**Exercise goal**
The answer must consist of each line below that contains the string "tests".

**Dataset excerpts**
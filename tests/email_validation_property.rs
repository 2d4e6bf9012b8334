//! Property tests for email shape validation
//!
//! The registration check accepts `local@domain.tld` shapes and nothing
//! else; these properties pin the boundary from both sides.

use proptest::prelude::*;

use gatehouse::auth::handlers::register::is_valid_email;

proptest! {
    #[test]
    fn simple_addresses_are_accepted(
        local in "[a-z0-9][a-z0-9._%+-]{0,15}",
        domain in "[a-z0-9]{1,12}",
        tld in "[a-z]{2,6}",
    ) {
        let email = format!("{}@{}.{}", local, domain, tld);
        prop_assert!(is_valid_email(&email), "rejected {}", email);
    }

    #[test]
    fn subdomained_addresses_are_accepted(
        local in "[a-z0-9]{1,16}",
        sub in "[a-z0-9]{1,8}",
        domain in "[a-z0-9]{1,12}",
        tld in "[a-z]{2,6}",
    ) {
        let email = format!("{}@{}.{}.{}", local, sub, domain, tld);
        prop_assert!(is_valid_email(&email), "rejected {}", email);
    }

    #[test]
    fn strings_without_at_sign_are_rejected(s in "[^@]*") {
        prop_assert!(!is_valid_email(&s));
    }

    #[test]
    fn dotless_domains_are_rejected(
        local in "[a-z0-9]{1,16}",
        domain in "[a-z0-9]{1,12}",
    ) {
        let email = format!("{}@{}", local, domain);
        prop_assert!(!is_valid_email(&email));
    }

    #[test]
    fn numeric_tlds_are_rejected(
        local in "[a-z0-9]{1,16}",
        domain in "[a-z0-9]{1,12}",
        tld in "[0-9]{2,4}",
    ) {
        let email = format!("{}@{}.{}", local, domain, tld);
        prop_assert!(!is_valid_email(&email));
    }

    #[test]
    fn multiple_at_signs_are_rejected(
        a in "[a-z0-9]{1,8}",
        b in "[a-z0-9]{1,8}",
        c in "[a-z0-9]{1,8}",
    ) {
        let email = format!("{}@{}@{}.com", a, b, c);
        prop_assert!(!is_valid_email(&email));
    }
}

**Task response**
filename tests/email_validation_property.rs
//! Property tests for email shape validation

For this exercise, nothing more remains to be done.